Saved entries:
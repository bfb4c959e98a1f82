//! Parallel barrier: fan out a fixed set of independent send/recv actions,
//! run them concurrently, and join them. See spec §4.4.
//!
//! Used wherever the protocol needs a party to both send to and receive from
//! the same peer in one logical round (e.g. `reveal_to` targeting P2, or the
//! `(d_i, e_i)` exchange in `product`) — doing those two actions sequentially
//! deadlocks, because the peer mirrors the same pattern (spec §9, "Fan-out
//! concurrency"). Built on `crossbeam::scope`, replacing the teacher's
//! `threading.Thread`-per-branch original (`FastRTAS.Utils.parallel`).

use crate::error::RtasError;

/// Run the same action, fanned out over distinct argument tuples, and join
/// all branches. Returns the batch of errors from any failing branches;
/// an empty vec means every branch succeeded.
///
/// This is the *only* fan-out shape the barrier exposes for "apply this
/// action to each of several peers" (e.g. send-to-P0-and-send-to-P1): the
/// original Python's `parallel` also accepted a list of distinct actions,
/// but one revision of that code path built `Thread`s without ever calling
/// `.start()` on them — see spec §9. `run_many` below is the fix: it spawns
/// and joins unconditionally, regardless of whether the actions are a single
/// closure reused across arguments or several distinct closures.
pub fn run<A, F>(action: F, args: Vec<A>) -> Vec<RtasError>
where
    A: Send,
    F: Fn(A) -> Result<(), RtasError> + Sync,
{
    crossbeam::scope(|scope| {
        let handles: Vec<_> = args
            .into_iter()
            .map(|arg| scope.spawn(|_| action(arg)))
            .collect();

        handles
            .into_iter()
            .filter_map(|h| match h.join() {
                Ok(Ok(())) => None,
                Ok(Err(e)) => Some(e),
                Err(_) => Some(RtasError::Handshake("barrier branch panicked".into())),
            })
            .collect()
    })
    .expect("barrier scope itself panicked")
}

/// Run several distinct, independent actions concurrently and join all of
/// them. Every action is spawned before any is joined — unlike the buggy
/// original, there is no code path that constructs an action without running
/// it.
pub fn run_many<F>(actions: Vec<F>) -> Vec<RtasError>
where
    F: FnOnce() -> Result<(), RtasError> + Send,
{
    crossbeam::scope(|scope| {
        let handles: Vec<_> = actions.into_iter().map(|action| scope.spawn(|_| action())).collect();

        handles
            .into_iter()
            .filter_map(|h| match h.join() {
                Ok(Ok(())) => None,
                Ok(Err(e)) => Some(e),
                Err(_) => Some(RtasError::Handshake("barrier branch panicked".into())),
            })
            .collect()
    })
    .expect("barrier scope itself panicked")
}

#[cfg(test)]
mod tests {
    use super::*;
    use std::sync::atomic::{AtomicUsize, Ordering};

    #[test]
    fn run_executes_every_branch() {
        let counter = AtomicUsize::new(0);
        let errs = run(
            |n: usize| {
                counter.fetch_add(n, Ordering::SeqCst);
                Ok(())
            },
            vec![1, 2, 3],
        );
        assert!(errs.is_empty());
        assert_eq!(counter.load(Ordering::SeqCst), 6);
    }

    #[test]
    fn run_collects_all_errors() {
        let errs = run(
            |n: usize| {
                if n % 2 == 0 {
                    Err(RtasError::Protocol(format!("bad {n}")))
                } else {
                    Ok(())
                }
            },
            vec![1, 2, 3, 4],
        );
        assert_eq!(errs.len(), 2);
    }

    #[test]
    fn run_many_spawns_every_distinct_action() {
        let a = AtomicUsize::new(0);
        let b = AtomicUsize::new(0);
        let errs = run_many(vec![
            || {
                a.fetch_add(1, Ordering::SeqCst);
                Ok(())
            },
            || {
                b.fetch_add(1, Ordering::SeqCst);
                Ok(())
            },
        ]);
        assert!(errs.is_empty());
        assert_eq!(a.load(Ordering::SeqCst), 1);
        assert_eq!(b.load(Ordering::SeqCst), 1);
    }
}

[YOUR TASK]
Filter on the word "Result": copy each matching line from the entries above.

[ANSWER BOX]
    F: Fn(A) -> Result<(), RtasError> + Sync,
    F: FnOnce() -> Result<(), RtasError> + Send,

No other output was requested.